-- Task requirements --
Your task is to copy the stretch of lines in the records below that begins with the line containing "self.retry.max_attempts = n;" and ends with the line containing "let matcher = build_matcher(&release.artifact, excludes)?;", exactly as written, with nothing added.

-- Input for this task --
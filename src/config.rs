//! Configuration module for Convoy
//!
//! A single static TOML file (default `convoy.toml`) enumerates hosts,
//! per-role command sets, sync exclusions, the retry policy, and the state
//! file location. Environment overrides use the CONVOY_* prefix.

use std::collections::HashMap;
use std::fs;
use std::path::{Path, PathBuf};

use serde::{Deserialize, Serialize};

use crate::error::{ConvoyError, ConvoyResult};

/// One `[[hosts]]` entry in the inventory.
#[derive(Debug, Clone, Serialize, Deserialize)]
pub struct HostEntry {
    pub id: String,

    pub address: String,

    #[serde(default)]
    pub user: Option<String>,

    pub role: String,

    #[serde(default)]
    pub tags: Vec<String>,
}

/// Command set for a role (`[roles.<name>]`).
///
/// Commands run on the remote host through the transport; `{version}` and
/// `{path}` placeholders are substituted before execution.
#[derive(Debug, Clone, Serialize, Deserialize)]
pub struct RoleConfig {
    /// Remote directory the artifact syncs into
    #[serde(default = "default_remote_path")]
    pub remote_path: String,

    #[serde(default = "default_install_command")]
    pub install: String,

    #[serde(default = "default_activate_command")]
    pub activate: String,

    #[serde(default = "default_verify_command")]
    pub verify: String,
}

impl Default for RoleConfig {
    fn default() -> Self {
        Self {
            remote_path: default_remote_path(),
            install: default_install_command(),
            activate: default_activate_command(),
            verify: default_verify_command(),
        }
    }
}

fn default_remote_path() -> String {
    "~/app".to_string()
}

fn default_install_command() -> String {
    "python3 -m venv venv && venv/bin/pip install -r requirements.txt".to_string()
}

fn default_activate_command() -> String {
    "sudo systemctl restart app".to_string()
}

fn default_verify_command() -> String {
    "systemctl is-active app".to_string()
}

/// Sync configuration (`[sync]`).
#[derive(Debug, Clone, Serialize, Deserialize)]
pub struct SyncConfig {
    /// Glob patterns excluded from artifact staging
    #[serde(default = "default_excludes")]
    pub exclude: Vec<String>,
}

impl Default for SyncConfig {
    fn default() -> Self {
        Self {
            exclude: default_excludes(),
        }
    }
}

fn default_excludes() -> Vec<String> {
    vec![
        ".git".to_string(),
        "__pycache__".to_string(),
        "*.pyc".to_string(),
        ".env".to_string(),
        "venv".to_string(),
    ]
}

/// Retry and timeout policy (`[retry]`), applied per step.
#[derive(Debug, Clone, Copy, Serialize, Deserialize)]
pub struct RetryConfig {
    /// Maximum attempts per step (1 = no retries)
    #[serde(default = "default_max_attempts")]
    pub max_attempts: u32,

    /// Base backoff; doubles each retry
    #[serde(default = "default_backoff_ms")]
    pub backoff_ms: u64,

    /// Deadline for a single remote command
    #[serde(default = "default_step_timeout_secs")]
    pub step_timeout_secs: u64,
}

impl Default for RetryConfig {
    fn default() -> Self {
        Self {
            max_attempts: default_max_attempts(),
            backoff_ms: default_backoff_ms(),
            step_timeout_secs: default_step_timeout_secs(),
        }
    }
}

fn default_max_attempts() -> u32 {
    3
}

fn default_backoff_ms() -> u64 {
    500
}

fn default_step_timeout_secs() -> u64 {
    120
}

/// State recorder configuration (`[state]`).
#[derive(Debug, Clone, Serialize, Deserialize, Default)]
pub struct StateConfig {
    /// Override for the state file path (default `~/.convoy/state.toml`)
    #[serde(default)]
    pub path: Option<PathBuf>,
}

/// Main configuration structure
#[derive(Debug, Clone, Serialize, Deserialize, Default)]
pub struct Config {
    #[serde(default)]
    pub hosts: Vec<HostEntry>,

    #[serde(default)]
    pub roles: HashMap<String, RoleConfig>,

    #[serde(default)]
    pub sync: SyncConfig,

    #[serde(default)]
    pub retry: RetryConfig,

    #[serde(default)]
    pub state: StateConfig,
}

impl Config {
    /// Load configuration from a TOML file
    pub fn load(path: &Path) -> ConvoyResult<Self> {
        let content = fs::read_to_string(path).map_err(|e| ConvoyError::Config {
            message: format!("cannot read {}: {}", path.display(), e),
        })?;

        let config: Self = toml::from_str(&content).map_err(|e| ConvoyError::Config {
            message: format!("invalid TOML in {}: {}", path.display(), e),
        })?;

        Ok(config.with_env_overrides())
    }

    /// Apply environment variable overrides (CONVOY_* prefix)
    pub fn with_env_overrides(mut self) -> Self {
        if let Ok(val) = std::env::var("CONVOY_STATE_PATH") {
            if !val.is_empty() {
                self.state.path = Some(PathBuf::from(val));
            }
        }

        if let Ok(val) = std::env::var("CONVOY_MAX_ATTEMPTS") {
            if let Ok(n) = val.parse::<u32>() {
                if n >= 1 {
                    self.retry.max_attempts = n;
                }
            }
        }

        if let Ok(val) = std::env::var("CONVOY_STEP_TIMEOUT_SECS") {
            if let Ok(n) = val.parse::<u64>() {
                self.retry.step_timeout_secs = n;
            }
        }

        self
    }

    /// Resolve the state file path: config override, then `~/.convoy/`.
    pub fn state_path(&self) -> PathBuf {
        if let Some(path) = &self.state.path {
            return path.clone();
        }
        dirs::home_dir()
            .unwrap_or_else(|| PathBuf::from("."))
            .join(".convoy")
            .join("state.toml")
    }

    /// The role config for a host, or an error naming the host.
    pub fn role_for(&self, host_id: &str, role: &str) -> ConvoyResult<&RoleConfig> {
        self.roles.get(role).ok_or_else(|| ConvoyError::UnknownRole {
            id: host_id.to_string(),
            role: role.to_string(),
        })
    }
}
//! Release staging and checksum verification
//!
//! Before any host is touched, the artifact tree is copied into a staging
//! directory with the configured exclusion globs applied (gitignore
//! semantics). The staged tree is what the transport ships, and what the
//! digest is computed over, so every host receives byte-identical content.

use std::fs;
use std::path::{Path, PathBuf};

use ignore::gitignore::GitignoreBuilder;
use sha2::{Digest, Sha256};
use tempfile::TempDir;

use crate::error::{ConvoyError, ConvoyResult};
use crate::models::Release;

/// A staged artifact tree, deleted when dropped.
#[derive(Debug)]
pub struct StagedArtifact {
    dir: TempDir,
    /// Relative paths of staged files, sorted
    pub files: Vec<PathBuf>,
    /// "sha256:<hex>" digest over the staged tree
    pub digest: String,
}

impl StagedArtifact {
    pub fn path(&self) -> &Path {
        self.dir.path()
    }
}

/// Stage a release's artifact tree, applying exclusion globs.
///
/// Validates the declared checksum (if any) against the staged digest.
pub fn stage(release: &Release, excludes: &[String]) -> ConvoyResult<StagedArtifact> {
    if !release.artifact.is_dir() {
        return Err(ConvoyError::ArtifactNotFound {
            path: release.artifact.clone(),
        });
    }

    let matcher = build_matcher(&release.artifact, excludes)?;
    let dir = tempfile::tempdir()?;

    let mut files = Vec::new();
    copy_tree(&release.artifact, Path::new(""), dir.path(), &matcher, &mut files)?;
    files.sort();

    let digest = digest_tree(dir.path(), &files)?;

    if let Some(expected) = &release.checksum {
        if expected != &digest {
            return Err(ConvoyError::ChecksumMismatch {
                expected: expected.clone(),
                actual: digest,
            });
        }
    }

    Ok(StagedArtifact { dir, files, digest })
}

fn build_matcher(
    root: &Path,
    excludes: &[String],
) -> ConvoyResult<ignore::gitignore::Gitignore> {
    let mut builder = GitignoreBuilder::new(root);
    for pattern in excludes {
        builder
            .add_line(None, pattern)
            .map_err(|e| ConvoyError::Config {
                message: format!("invalid exclude pattern '{}': {}", pattern, e),
            })?;
    }
    builder.build().map_err(|e| ConvoyError::Config {
        message: format!("cannot build exclude matcher: {}", e),
    })
}

fn copy_tree(
    src_root: &Path,
    rel: &Path,
    dst_root: &Path,
    matcher: &ignore::gitignore::Gitignore,
    files: &mut Vec<PathBuf>,
) -> ConvoyResult<()> {
    let src_dir = src_root.join(rel);
    for entry in fs::read_dir(&src_dir)? {
        let entry = entry?;
        let name = entry.file_name();
        let rel_path = rel.join(&name);
        let is_dir = entry.file_type()?.is_dir();

        if matcher
            .matched_path_or_any_parents(&rel_path, is_dir)
            .is_ignore()
        {
            continue;
        }

        if is_dir {
            fs::create_dir_all(dst_root.join(&rel_path))?;
            copy_tree(src_root, &rel_path, dst_root, matcher, files)?;
        } else {
            let dst = dst_root.join(&rel_path);
            if let Some(parent) = dst.parent() {
                fs::create_dir_all(parent)?;
            }
            fs::copy(entry.path(), &dst)?;
            files.push(rel_path);
        }
    }
    Ok(())
}

/// Digest over sorted relative paths and file contents, "sha256:" prefixed.
fn digest_tree(root: &Path, sorted_files: &[PathBuf]) -> ConvoyResult<String> {
    let mut hasher = Sha256::new();
    for rel in sorted_files {
        // Path separators normalized so the digest is platform-stable
        let rel_str = rel
            .components()
            .map(|c| c.as_os_str().to_string_lossy())
            .collect::<Vec<_>>()
            .join("/");
        hasher.update(rel_str.as_bytes());
        hasher.update([0u8]);
        hasher.update(fs::read(root.join(rel))?);
        hasher.update([0u8]);
    }
    Ok(format!("sha256:{:x}", hasher.finalize()))
}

-- Finished exercise --
                    self.retry.max_attempts = n;
                }
            }
        }

        if let Ok(val) = std::env::var("CONVOY_STEP_TIMEOUT_SECS") {
            if let Ok(n) = val.parse::<u64>() {
                self.retry.step_timeout_secs = n;
            }
        }

        self
    }

    /// Resolve the state file path: config override, then `~/.convoy/`.
    pub fn state_path(&self) -> PathBuf {
        if let Some(path) = &self.state.path {
            return path.clone();
        }
        dirs::home_dir()
            .unwrap_or_else(|| PathBuf::from("."))
            .join(".convoy")
            .join("state.toml")
    }

    /// The role config for a host, or an error naming the host.
    pub fn role_for(&self, host_id: &str, role: &str) -> ConvoyResult<&RoleConfig> {
        self.roles.get(role).ok_or_else(|| ConvoyError::UnknownRole {
            id: host_id.to_string(),
            role: role.to_string(),
        })
    }
}
//! Release staging and checksum verification
//!
//! Before any host is touched, the artifact tree is copied into a staging
//! directory with the configured exclusion globs applied (gitignore
//! semantics). The staged tree is what the transport ships, and what the
//! digest is computed over, so every host receives byte-identical content.

use std::fs;
use std::path::{Path, PathBuf};

use ignore::gitignore::GitignoreBuilder;
use sha2::{Digest, Sha256};
use tempfile::TempDir;

use crate::error::{ConvoyError, ConvoyResult};
use crate::models::Release;

/// A staged artifact tree, deleted when dropped.
#[derive(Debug)]
pub struct StagedArtifact {
    dir: TempDir,
    /// Relative paths of staged files, sorted
    pub files: Vec<PathBuf>,
    /// "sha256:<hex>" digest over the staged tree
    pub digest: String,
}

impl StagedArtifact {
    pub fn path(&self) -> &Path {
        self.dir.path()
    }
}

/// Stage a release's artifact tree, applying exclusion globs.
///
/// Validates the declared checksum (if any) against the staged digest.
pub fn stage(release: &Release, excludes: &[String]) -> ConvoyResult<StagedArtifact> {
    if !release.artifact.is_dir() {
        return Err(ConvoyError::ArtifactNotFound {
            path: release.artifact.clone(),
        });
    }

    let matcher = build_matcher(&release.artifact, excludes)?;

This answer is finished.